> **Work to complete**:
Check each line of the listing for the word "main" and report the ones that have it.
Material provided START
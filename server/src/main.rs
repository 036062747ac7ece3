//! CreditLedger Server Binary
//!
//! Serves the ledger over HTTP, backed by PostgreSQL or the in-memory store.

use std::sync::Arc;

use tracing::{error, info};
use tracing_subscriber::{layer::SubscriberExt, util::SubscriberInitExt};

use creditledger_ledger::{LedgerStore, MemoryStore, PostgresStore, TransactionEngine};
use creditledger_server::config::default_clients;
use creditledger_server::{http, LedgerService, ServerConfig, StoreBackend};

#[tokio::main]
async fn main() -> anyhow::Result<()> {
    let config = ServerConfig::from_env();

    // Initialize logging
    tracing_subscriber::registry()
        .with(tracing_subscriber::EnvFilter::new(
            std::env::var("RUST_LOG").unwrap_or_else(|_| config.log_level.clone()),
        ))
        .with(tracing_subscriber::fmt::layer().json())
        .init();

    info!("Starting CreditLedger server");

    if let Err(e) = config.validate() {
        error!(error = %e, "Invalid configuration");
        return Err(anyhow::anyhow!("Configuration error: {}", e));
    }

    let store: Arc<dyn LedgerStore> = match config.store {
        StoreBackend::Postgres => {
            let store = PostgresStore::connect(&config.pg_settings()).await?;
            store.migrate().await?;
            Arc::new(store)
        }
        StoreBackend::Memory => Arc::new(MemoryStore::with_clients(default_clients())?),
    };
    info!(backend = ?config.store, "Store ready");

    let engine = TransactionEngine::new(store, config.engine_config());
    let service = Arc::new(LedgerService::new(engine));
    service.start();

    let listener =
        tokio::net::TcpListener::bind((config.listen_addr.as_str(), config.listen_port)).await?;
    info!(
        listen_addr = %config.listen_addr,
        listen_port = %config.listen_port,
        "Server listening"
    );

    let shutdown_service = service.clone();
    axum::serve(listener, http::router(service.clone()))
        .with_graceful_shutdown(async move {
            if let Err(e) = tokio::signal::ctrl_c().await {
                error!(error = %e, "Failed to listen for Ctrl+C");
                std::future::pending::<()>().await;
            }
            info!("Shutdown signal received");
            shutdown_service.stop().await;
        })
        .await?;

    // No-op when the signal handler already stopped the service.
    service.stop().await;

    info!("Server shutdown complete");
    Ok(())
}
Material provided END
> **Answer to this exercise**:
filename server/src/main.rs
#[tokio::main]
async fn main() -> anyhow::Result<()> {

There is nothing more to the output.